И чувствует Соломония: кто-то взял ее за руку — и ей тепло и спокойно. Она подняла глаза — какая-то из васильков смотрит на нее.
«Соломония, ты меня знаешь!».
«Не помню».
«Не помнишь, — и наклонилась, и еще ближе, — а помнишь всякий день ты приходила в мой дом?»
И что-то такое близкое почувствовалось и в этом цвете и в прикосновении, или это мать? откуда? — там, где каждый камушек ей встреченный и топанный: ни она так пройдет, ни он так не покатится, а лес в гуле и гуде слышишь, называет тебя — твое имя? а полем идешь, все цветы, все кочки к тебе — ты не чужой; и река — в волну ли, в затишье — идет и плещется не наперекор, а в лад с тобою, и сама земля тепла и мягка и пощадна — она молчит, а прикоснись, как забьется ее темное сердце! и звезды, вот уж, кажется, везде одни, нет, только с твоей земли — из звезд — вон она твоя!
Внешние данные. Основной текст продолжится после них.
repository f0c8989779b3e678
use chrono::{DateTime, Utc};
use serde::{Deserialize, Serialize};
use sqlx::FromRow;
use uuid::Uuid;

/// A stored résumé upload with the outcome of both analyses.
///
/// For each analysis exactly one of the value and the `*_error` code is set.
#[derive(Debug, Clone, Serialize, Deserialize, FromRow)]
pub struct ResumeRow {
    pub id: Uuid,
    pub candidate_name: String,
    pub email: String,
    pub file_name: String,
    pub upload_date: DateTime<Utc>,
    pub score: Option<i16>,
    pub review: Option<String>,
    pub score_error: Option<String>,
    pub review_error: Option<String>,
}

/// Insert payload for [`ResumeRow`]; `id` and `upload_date` are assigned by the store.
#[derive(Debug, Clone)]
pub struct NewResume {
    pub candidate_name: String,
    pub email: String,
    pub file_name: String,
    pub score: Option<i16>,
    pub review: Option<String>,
    pub score_error: Option<String>,
    pub review_error: Option<String>,
}
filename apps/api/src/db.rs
use anyhow::{Context, Result};
use sqlx::postgres::PgPoolOptions;
use sqlx::PgPool;
use tracing::info;

/// Creates a PostgreSQL connection pool and applies pending migrations.
pub async fn create_pool(database_url: &str) -> Result<PgPool> {
    info!("Connecting to PostgreSQL...");

    let pool = PgPoolOptions::new()
        .max_connections(10)
        .connect(database_url)
        .await?;

    sqlx::migrate!("./migrations")
        .run(&pool)
        .await
        .context("failed to run database migrations")?;

    info!("PostgreSQL connection pool established");
    Ok(pool)
}
mod analysis;
mod config;
mod db;
mod errors;
mod llm_client;
mod models;
mod routes;
mod screening;
mod state;

use anyhow::Result;
use std::net::SocketAddr;
use std::sync::Arc;
use tower_http::{cors::CorsLayer, trace::TraceLayer};
use tracing::{error, info};
use tracing_subscriber::{layer::SubscriberExt, util::SubscriberInitExt, EnvFilter};

use crate::analysis::ResumeAnalyzer;
use crate::config::Config;
use crate::db::create_pool;
use crate::llm_client::GeminiClient;
use crate::routes::build_router;
use crate::screening::store::PgResumeStore;
use crate::state::AppState;

#[tokio::main]
async fn main() -> Result<()> {
    // Load configuration first (fails on missing required env vars)
    let config = Config::from_env()?;

    // Initialize structured logging
    tracing_subscriber::registry()
        .with(EnvFilter::try_from_default_env().unwrap_or_else(|_| {
            EnvFilter::new(format!("{}={}", env!("CARGO_PKG_NAME"), &config.rust_log))
        }))
        .with(tracing_subscriber::fmt::layer())
        .init();

    info!("Starting resume screener v{}", env!("CARGO_PKG_VERSION"));

    // Initialize PostgreSQL (runs migrations)
    let db = create_pool(&config.database_url).await?;

    // Initialize LLM client
    let llm = GeminiClient::new(config.llm.clone())?;
    if llm.has_api_key() {
        info!("LLM client initialized (model: {})", llm.model());
    } else {
        error!("GEMINI_API_KEY is not set: every resume analysis will fail with a configuration error");
    }

    let state = AppState {
        store: Arc::new(PgResumeStore::new(db)),
        analyzer: ResumeAnalyzer::new(Arc::new(llm)),
        config: config.clone(),
    };

    let app = build_router(state)
        .layer(TraceLayer::new_for_http())
        .layer(CorsLayer::permissive()); // TODO: restrict CORS origins once the frontend host is fixed

    let addr: SocketAddr = format!("0.0.0.0:{}", config.port).parse()?;
    info!("Listening on {addr}");

    let listener = tokio::net::TcpListener::bind(addr).await?;
    axum::serve(listener, app).await?;

    Ok(())
}
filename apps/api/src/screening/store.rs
use async_trait::async_trait;
use sqlx::PgPool;
use uuid::Uuid;

use crate::models::resume::{NewResume, ResumeRow};

/// Persistence for résumé records. Carried in `AppState` as `Arc<dyn ResumeStore>`.
#[async_trait]
pub trait ResumeStore: Send + Sync {
    async fn insert(&self, resume: NewResume) -> Result<ResumeRow, sqlx::Error>;

    /// All records, newest upload first.
    async fn list(&self) -> Result<Vec<ResumeRow>, sqlx::Error>;

    async fn get(&self, id: Uuid) -> Result<Option<ResumeRow>, sqlx::Error>;

    /// Returns `false` when no record had this id.
    async fn delete(&self, id: Uuid) -> Result<bool, sqlx::Error>;
}

pub struct PgResumeStore {
    pool: PgPool,
}

impl PgResumeStore {
    pub fn new(pool: PgPool) -> Self {
        Self { pool }
    }
}

#[async_trait]
impl ResumeStore for PgResumeStore {
    async fn insert(&self, resume: NewResume) -> Result<ResumeRow, sqlx::Error> {
        sqlx::query_as::<_, ResumeRow>(
            r#"
            INSERT INTO resumes
                (id, candidate_name, email, file_name, score, review, score_error, review_error)
            VALUES ($1, $2, $3, $4, $5, $6, $7, $8)
            RETURNING *
            "#,
        )
        .bind(Uuid::new_v4())
        .bind(&resume.candidate_name)
        .bind(&resume.email)
        .bind(&resume.file_name)
        .bind(resume.score)
        .bind(&resume.review)
        .bind(&resume.score_error)
        .bind(&resume.review_error)
        .fetch_one(&self.pool)
        .await
    }

    async fn list(&self) -> Result<Vec<ResumeRow>, sqlx::Error> {
        sqlx::query_as::<_, ResumeRow>("SELECT * FROM resumes ORDER BY upload_date DESC")
            .fetch_all(&self.pool)
            .await
    }

    async fn get(&self, id: Uuid) -> Result<Option<ResumeRow>, sqlx::Error> {
        sqlx::query_as::<_, ResumeRow>("SELECT * FROM resumes WHERE id = $1")
            .bind(id)
            .fetch_optional(&self.pool)
            .await
    }

    async fn delete(&self, id: Uuid) -> Result<bool, sqlx::Error> {
        let result = sqlx::query("DELETE FROM resumes WHERE id = $1")
            .bind(id)
            .execute(&self.pool)
            .await?;
        Ok(result.rows_affected() > 0)
    }
}

/// In-memory store for handler tests.
#[cfg(test)]
#[derive(Default)]
pub struct MemoryResumeStore {
    rows: std::sync::Mutex<Vec<ResumeRow>>,
}

#[cfg(test)]
impl MemoryResumeStore {
    pub fn rows(&self) -> Vec<ResumeRow> {
        self.rows.lock().unwrap().clone()
    }
}

#[cfg(test)]
#[async_trait]
impl ResumeStore for MemoryResumeStore {
    async fn insert(&self, resume: NewResume) -> Result<ResumeRow, sqlx::Error> {
        let row = ResumeRow {
            id: Uuid::new_v4(),
            candidate_name: resume.candidate_name,
            email: resume.email,
            file_name: resume.file_name,
            upload_date: chrono::Utc::now(),
            score: resume.score,
            review: resume.review,
            score_error: resume.score_error,
            review_error: resume.review_error,
        };
        self.rows.lock().unwrap().push(row.clone());
        Ok(row)
    }

    async fn list(&self) -> Result<Vec<ResumeRow>, sqlx::Error> {
        let mut rows = self.rows();
        rows.sort_by(|a, b| b.upload_date.cmp(&a.upload_date));
        Ok(rows)
    }

    async fn get(&self, id: Uuid) -> Result<Option<ResumeRow>, sqlx::Error> {
        Ok(self.rows().into_iter().find(|r| r.id == id))
    }

    async fn delete(&self, id: Uuid) -> Result<bool, sqlx::Error> {
        let mut rows = self.rows.lock().unwrap();
        let before = rows.len();
        rows.retain(|r| r.id != id);
        Ok(rows.len() != before)
    }
}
И три серебряных звезды засветились в васильках:
«Муке твоей три часа».
И Соломония всплыла на поверхность сна.
Голос сквозь зуд:
«В ней семьдесят бесов и еще придут семьсот».
Другой наперерез:
«Чтоб двенадцать попов и читать двенадцать псалтырей».
И третий глухо — из-под:
«Три часа».
. . . . . . .
После всенощной взбудораженная она не легла, а все ходила по комнате. И сама с собой разговаривает. Андрей караулил ее и слышал — говорилось такое, очень странно. Побежал к Никите. И Никита сказал чтобы вести ее в Собор.
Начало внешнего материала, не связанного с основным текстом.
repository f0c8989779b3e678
use axum::{
    http::StatusCode,
    response::{IntoResponse, Response},
    Json,
};
use serde_json::json;
use thiserror::Error;

/// Application-level error type.
/// Implements `IntoResponse` so Axum handlers can return `Result<T, AppError>`.
///
/// Analysis failures are not represented here: they are recorded on the
/// résumé record and never fail the request.
#[derive(Debug, Error)]
pub enum AppError {
    #[error("Not found: {0}")]
    NotFound(String),

    #[error("Validation error: {0}")]
    Validation(String),

    #[error("Upload exceeds the configured size limit")]
    PayloadTooLarge,

    #[error("Database error: {0}")]
    Database(#[from] sqlx::Error),

    #[error("Internal server error: {0}")]
    Internal(#[from] anyhow::Error),
}

impl IntoResponse for AppError {
    fn into_response(self) -> Response {
        let (status, code, message) = match &self {
            AppError::NotFound(msg) => (StatusCode::NOT_FOUND, "NOT_FOUND", msg.clone()),
            AppError::Validation(msg) => (StatusCode::BAD_REQUEST, "VALIDATION_ERROR", msg.clone()),
            AppError::PayloadTooLarge => (
                StatusCode::PAYLOAD_TOO_LARGE,
                "PAYLOAD_TOO_LARGE",
                self.to_string(),
            ),
            AppError::Database(e) => {
                tracing::error!("Database error: {e}");
                (
                    StatusCode::INTERNAL_SERVER_ERROR,
                    "DATABASE_ERROR",
                    "A database error occurred".to_string(),
                )
            }
            AppError::Internal(e) => {
                tracing::error!("Internal error: {e:?}");
                (
                    StatusCode::INTERNAL_SERVER_ERROR,
                    "INTERNAL_ERROR",
                    "An internal server error occurred".to_string(),
                )
            }
        };

        let body = Json(json!({
            "error": {
                "code": code,
                "message": message
            }
        }));

        (status, body).into_response()
    }
}
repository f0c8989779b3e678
// Résumé screening: the upload/CRUD surface around the analysis core.
// Handlers own the temporary file lifecycle and persist analysis outcomes.

pub mod handlers;
pub mod store;
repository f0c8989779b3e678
//! LLM Client: the single point of entry for all Gemini API calls.
//!
//! No other module may call the Generative Language API directly. Everything
//! goes through a [`LanguageModel`], which the analysis pipeline receives at
//! construction.

use std::time::Duration;

use async_trait::async_trait;
use reqwest::Client;
use serde::{Deserialize, Serialize};
use thiserror::Error;
use tracing::{debug, warn};

pub const DEFAULT_BASE_URL: &str = "https://generativelanguage.googleapis.com/v1beta";
pub const DEFAULT_MODEL: &str = "gemini-1.5-flash";
pub const DEFAULT_TIMEOUT_SECS: u64 = 60;

#[derive(Debug, Error)]
pub enum LlmError {
    #[error("GEMINI_API_KEY is not configured")]
    MissingApiKey,

    #[error("HTTP error: {0}")]
    Http(#[from] reqwest::Error),

    #[error("API error (status {status}): {message}")]
    Api { status: u16, message: String },

    #[error("JSON parse error: {0}")]
    Parse(#[from] serde_json::Error),

    #[error("LLM returned no text content")]
    EmptyContent,
}

/// A single-turn, non-streaming text generation backend.
#[async_trait]
pub trait LanguageModel: Send + Sync {
    /// Sends `prompt` and returns the response text with surrounding whitespace trimmed.
    async fn complete(&self, prompt: &str) -> Result<String, LlmError>;
}

/// Connection settings for [`GeminiClient`], read once at startup.
#[derive(Debug, Clone)]
pub struct LlmConfig {
    pub api_key: Option<String>,
    pub model: String,
    pub base_url: String,
    pub timeout: Duration,
    /// Extra attempts after the first one for network errors, 429 and 5xx. 0 = single attempt.
    pub max_retries: u32,
}

impl Default for LlmConfig {
    fn default() -> Self {
        Self {
            api_key: None,
            model: DEFAULT_MODEL.to_string(),
            base_url: DEFAULT_BASE_URL.to_string(),
            timeout: Duration::from_secs(DEFAULT_TIMEOUT_SECS),
            max_retries: 0,
        }
    }
}

#[derive(Debug, Serialize)]
struct GenerateContentRequest<'a> {
    contents: Vec<RequestContent<'a>>,
}

#[derive(Debug, Serialize)]
struct RequestContent<'a> {
    role: &'a str,
    parts: Vec<RequestPart<'a>>,
}

#[derive(Debug, Serialize)]
struct RequestPart<'a> {
    text: &'a str,
}

#[derive(Debug, Deserialize)]
#[serde(rename_all = "camelCase")]
pub struct GenerateContentResponse {
    #[serde(default)]
    pub candidates: Vec<Candidate>,
    pub prompt_feedback: Option<PromptFeedback>,
    pub usage_metadata: Option<UsageMetadata>,
}

#[derive(Debug, Deserialize)]
#[serde(rename_all = "camelCase")]
pub struct Candidate {
    pub content: Option<CandidateContent>,
    pub finish_reason: Option<String>,
}

#[derive(Debug, Deserialize)]
pub struct CandidateContent {
    #[serde(default)]
    pub parts: Vec<ResponsePart>,
}

#[derive(Debug, Deserialize)]
pub struct ResponsePart {
    pub text: Option<String>,
}

#[derive(Debug, Deserialize)]
#[serde(rename_all = "camelCase")]
pub struct PromptFeedback {
    pub block_reason: Option<String>,
}

#[derive(Debug, Deserialize)]
#[serde(rename_all = "camelCase")]
pub struct UsageMetadata {
    #[serde(default)]
    pub prompt_token_count: u32,
    #[serde(default)]
    pub candidates_token_count: u32,
}

impl GenerateContentResponse {
    /// Concatenated text parts of the first candidate, or `None` if it carries no text part at all.
    pub fn text(&self) -> Option<String> {
        let parts = &self.candidates.first()?.content.as_ref()?.parts;
        let texts: Vec<&str> = parts.iter().filter_map(|p| p.text.as_deref()).collect();
        if texts.is_empty() {
            return None;
        }
        Some(texts.concat())
    }
}

#[derive(Debug, Deserialize)]
struct GoogleError {
    error: GoogleErrorBody,
}

#[derive(Debug, Deserialize)]
struct GoogleErrorBody {
    message: String,
}

/// Gemini `generateContent` client with an optional retry budget.
#[derive(Clone)]
pub struct GeminiClient {
    client: Client,
    api_key: Option<String>,
    model: String,
    base_url: String,
    max_retries: u32,
}

impl GeminiClient {
    pub fn new(config: LlmConfig) -> Result<Self, LlmError> {
        let client = Client::builder().timeout(config.timeout).build()?;
        let api_key = config.api_key.filter(|key| !key.trim().is_empty());

        Ok(Self {
            client,
            api_key,
            model: config.model,
            base_url: config.base_url.trim_end_matches('/').to_string(),
            max_retries: config.max_retries,
        })
    }

    pub fn has_api_key(&self) -> bool {
        self.api_key.is_some()
    }

    pub fn model(&self) -> &str {
        &self.model
    }

    fn endpoint(&self) -> String {
        format!("{}/models/{}:generateContent", self.base_url, self.model)
    }
}

#[async_trait]
impl LanguageModel for GeminiClient {
    async fn complete(&self, prompt: &str) -> Result<String, LlmError> {
        let api_key = self.api_key.as_deref().ok_or(LlmError::MissingApiKey)?;

        let request_body = GenerateContentRequest {
            contents: vec![RequestContent {
                role: "user",
                parts: vec![RequestPart { text: prompt }],
            }],
        };
        let url = self.endpoint();

        let mut last_error: Option<LlmError> = None;

        for attempt in 0..=self.max_retries {
            if attempt > 0 {
                // Exponential backoff: 1s, 2s, 4s, ...
                let delay = Duration::from_millis(1000 * (1 << (attempt - 1).min(6)));
                warn!(
                    "Gemini call attempt {} failed, retrying after {}ms...",
                    attempt,
                    delay.as_millis()
                );
                tokio::time::sleep(delay).await;
            }

            let response = self
                .client
                .post(&url)
                .header("x-goog-api-key", api_key)
                .json(&request_body)
                .send()
                .await;

            let response = match response {
                Ok(r) => r,
                Err(e) => {
                    last_error = Some(LlmError::Http(e));
                    continue;
                }
            };

            let status = response.status();

            if status.as_u16() == 429 || status.is_server_error() {
                let body = response.text().await.unwrap_or_default();
                warn!("Gemini API returned {}: {}", status, body);
                last_error = Some(LlmError::Api {
                    status: status.as_u16(),
                    message: body,
                });
                continue;
            }

            if !status.is_success() {
                let body = response.text().await.unwrap_or_default();
                let message = serde_json::from_str::<GoogleError>(&body)
                    .map(|e| e.error.message)
                    .unwrap_or(body);
                return Err(LlmError::Api {
                    status: status.as_u16(),
                    message,
                });
            }

            let body = response.text().await?;
            let parsed: GenerateContentResponse = serde_json::from_str(&body)?;

            if let Some(usage) = &parsed.usage_metadata {
                debug!(
                    "Gemini call succeeded: prompt_tokens={}, candidate_tokens={}",
                    usage.prompt_token_count, usage.candidates_token_count
                );
            }

            return match parsed.text() {
                Some(text) => Ok(text.trim().to_string()),
                None => {
                    let reason = parsed
                        .prompt_feedback
                        .and_then(|f| f.block_reason)
                        .or_else(|| parsed.candidates.first().and_then(|c| c.finish_reason.clone()));
                    warn!("Gemini response carried no text (reason: {:?})", reason);
                    Err(LlmError::EmptyContent)
                }
            };
        }

        Err(last_error.unwrap_or(LlmError::EmptyContent))
    }
}
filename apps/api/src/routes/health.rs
use axum::Json;
use serde_json::{json, Value};

/// GET /health
/// Returns a simple status object with service version.
pub async fn health_handler() -> Json<Value> {
    Json(json!({
        "status": "ok",
        "version": env!("CARGO_PKG_VERSION"),
        "service": "resume-screener"
    }))
}
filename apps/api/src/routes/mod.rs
pub mod health;

use axum::{extract::DefaultBodyLimit, routing::get, Router};

use crate::screening::handlers;
use crate::state::AppState;

pub fn build_router(state: AppState) -> Router {
    let upload_limit = state.config.max_upload_bytes;

    Router::new()
        .route("/health", get(health::health_handler))
        .route(
            "/api/v1/resumes",
            get(handlers::handle_list_resumes).post(handlers::handle_upload),
        )
        .route(
            "/api/v1/resumes/:id",
            get(handlers::handle_get_resume).delete(handlers::handle_delete_resume),
        )
        .layer(DefaultBodyLimit::max(upload_limit))
        .with_state(state)
}
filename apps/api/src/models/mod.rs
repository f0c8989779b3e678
pub mod resume;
И так измучили человека, куда уж вести, да и час поздний, но она не заупрямилась — очень была взбудоражена.
Никита поставил ее в приделе Иоанна Предтечи и спрашивает, какое такое ей было видение и кто это ей сказал: три часа? Она молчит. Видя, что так ничего не добьешься, Никита позвал другого попа Семена и начали над ней читать псалтырь.
И она, как всегда, безучастно и вдруг подняла голову и, вырвавшись, отбиваясь, закричала:
— Дайте мне сроку на три часа!
Андрей один не мог удержать. Какой-то взялся помочь и уж вдвоем вывели ее из церкви. А она все кричала:
— — три часа!
Пустая площадь, померкшая белая ночь, медная ушатая луна.
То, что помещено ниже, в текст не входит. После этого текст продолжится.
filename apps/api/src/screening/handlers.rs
//! Axum route handlers for the résumé screening API.

use std::io::Write;
use std::path::Path as FsPath;

use anyhow::Context;
use axum::{
    extract::{multipart::MultipartError, Multipart, Path, State},
    http::StatusCode,
    Json,
};
use tracing::{info, warn};
use uuid::Uuid;

use crate::analysis::{AnalysisMode, AnalysisOutcome};
use crate::errors::AppError;
use crate::models::resume::{NewResume, ResumeRow};
use crate::state::AppState;

const MAX_CANDIDATE_NAME_CHARS: usize = 100;
const DEFAULT_FILE_NAME: &str = "resume.pdf";

/// Raw multipart fields as received; nothing is validated yet.
#[derive(Debug, Default)]
pub struct UploadForm {
    pub candidate_name: Option<String>,
    pub email: Option<String>,
    pub file_name: Option<String>,
    pub file_bytes: Option<Vec<u8>>,
}

#[derive(Debug)]
pub struct ValidUpload {
    pub candidate_name: String,
    pub email: String,
    pub file_name: String,
    pub file_bytes: Vec<u8>,
}

/// POST /api/v1/resumes
///
/// Stores the upload in a temporary file, runs score and review analyses,
/// persists the record and removes the file. Analysis failures are recorded
/// on the record as error codes; they never fail the request.
pub async fn handle_upload(
    State(state): State<AppState>,
    mut multipart: Multipart,
) -> Result<(StatusCode, Json<ResumeRow>), AppError> {
    let upload = validate_upload(read_upload_form(&mut multipart).await?)?;

    let mut temp = tempfile::Builder::new()
        .prefix("resume-")
        .suffix(".pdf")
        .tempfile_in(&state.config.upload_dir)
        .context("failed to create temporary upload file")?;
    temp.write_all(&upload.file_bytes)
        .context("failed to write temporary upload file")?;
    temp.flush().context("failed to write temporary upload file")?;

    let (score, review) = tokio::join!(
        state.analyzer.analyze(temp.path(), AnalysisMode::Score),
        state.analyzer.analyze(temp.path(), AnalysisMode::Review)
    );

    let score_value = score.as_ref().ok().and_then(AnalysisOutcome::score);

    let record = NewResume {
        candidate_name: upload.candidate_name,
        email: upload.email,
        file_name: upload.file_name,
        score: score_value.map(|s| i16::from(s.value())),
        review: review.as_ref().ok().cloned().and_then(AnalysisOutcome::into_review),
        score_error: score.as_ref().err().map(|e| e.code().to_string()),
        review_error: review.as_ref().err().map(|e| e.code().to_string()),
    };
    let row = state.store.insert(record).await?;

    if let Err(e) = temp.close() {
        warn!("failed to remove temporary upload file: {e}");
    }

    if score_value.is_some_and(|s| !s.is_resume()) {
        info!(id = %row.id, "model judged the upload not to be a resume");
    }
    info!(
        id = %row.id,
        score = ?row.score,
        score_error = ?row.score_error,
        review_error = ?row.review_error,
        "screened resume upload"
    );

    Ok((StatusCode::CREATED, Json(row)))
}

/// GET /api/v1/resumes
pub async fn handle_list_resumes(
    State(state): State<AppState>,
) -> Result<Json<Vec<ResumeRow>>, AppError> {
    Ok(Json(state.store.list().await?))
}

/// GET /api/v1/resumes/:id
pub async fn handle_get_resume(
    State(state): State<AppState>,
    Path(id): Path<Uuid>,
) -> Result<Json<ResumeRow>, AppError> {
    state
        .store
        .get(id)
        .await?
        .map(Json)
        .ok_or_else(|| AppError::NotFound(format!("Resume {id} not found")))
}

/// DELETE /api/v1/resumes/:id
pub async fn handle_delete_resume(
    State(state): State<AppState>,
    Path(id): Path<Uuid>,
) -> Result<StatusCode, AppError> {
    if state.store.delete(id).await? {
        Ok(StatusCode::NO_CONTENT)
    } else {
        Err(AppError::NotFound(format!("Resume {id} not found")))
    }
}

async fn read_upload_form(multipart: &mut Multipart) -> Result<UploadForm, AppError> {
    let mut form = UploadForm::default();

    while let Some(field) = multipart.next_field().await.map_err(multipart_error)? {
        let name = field.name().map(str::to_string);
        match name.as_deref() {
            Some("candidate_name") => {
                form.candidate_name = Some(field.text().await.map_err(multipart_error)?)
            }
            Some("email") => form.email = Some(field.text().await.map_err(multipart_error)?),
            Some("resume_file") => {
                form.file_name = field.file_name().map(str::to_string);
                form.file_bytes = Some(field.bytes().await.map_err(multipart_error)?.to_vec());
            }
            _ => {}
        }
    }

    Ok(form)
}

fn multipart_error(e: MultipartError) -> AppError {
    if e.status() == StatusCode::PAYLOAD_TOO_LARGE {
        AppError::PayloadTooLarge
    } else {
        AppError::Validation(format!("malformed multipart body: {}", e.body_text()))
    }
}

pub fn validate_upload(form: UploadForm) -> Result<ValidUpload, AppError> {
    let candidate_name = form.candidate_name.unwrap_or_default().trim().to_string();
    if candidate_name.is_empty() {
        return Err(AppError::Validation("candidate_name is required".to_string()));
    }
    if candidate_name.chars().count() > MAX_CANDIDATE_NAME_CHARS {
        return Err(AppError::Validation(format!(
            "candidate_name must be at most {MAX_CANDIDATE_NAME_CHARS} characters"
        )));
    }

    let email = form.email.unwrap_or_default().trim().to_string();
    if !is_valid_email(&email) {
        return Err(AppError::Validation("email is not a valid address".to_string()));
    }

    let file_bytes = form
        .file_bytes
        .filter(|bytes| !bytes.is_empty())
        .ok_or_else(|| AppError::Validation("resume_file is required".to_string()))?;

    // Only the final path component of the client-supplied name is kept.
    let file_name = form
        .file_name
        .as_deref()
        .and_then(|name| FsPath::new(name).file_name())
        .and_then(|name| name.to_str())
        .unwrap_or(DEFAULT_FILE_NAME)
        .to_string();

    Ok(ValidUpload {
        candidate_name,
        email,
        file_name,
        file_bytes,
    })
}

fn is_valid_email(email: &str) -> bool {
    let Some((local, domain)) = email.split_once('@') else {
        return false;
    };
    !local.is_empty()
        && !domain.contains('@')
        && !email.chars().any(char::is_whitespace)
        && domain.contains('.')
        && !domain.starts_with('.')
        && !domain.ends_with('.')
}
Соломония вырвалась из рук и ударилась о землю.
Синие и багровые катились волны, закручивались в тугие водовороты — жевластые, кольчатые, отвислые, перетянутые, и гладкие и мохнатые, и с бородавками и в пламенном пыху вздрыгая сам — яр голова змея — они шли, лягали и оплевывали ее — — и туча-на-тучу плыла голубая волна, звездами мелькали серебряные ризы и хоругви и в свист и проклятия вея васильками -
«Да святится имя Твое!»
— перелётно звон кадил — —
— озеро — облака — звезды — свет -
Как привели домой, как уложили в кровать — как сквозь сон — приходил Никита, благословя ушел, и еще кто-то читал над ней.
Тяжелый храпучий сон погружал в поддонье беспробудно — живот раздувался, как у беременной перед родами.
Три часа последней ее муки наступили.
Комната осветилась: впереди юноша со свечею и за ним с тремя кочергами — Прокопий, и с посохом странник — Иоанн.
«Соломония, обещаешь: никогда ни за кого не выходи замуж!» — сказал Прокопий и, обратясь к Иоанну что-то говорит ему — и она увидела, не посох, копьецо в его руке.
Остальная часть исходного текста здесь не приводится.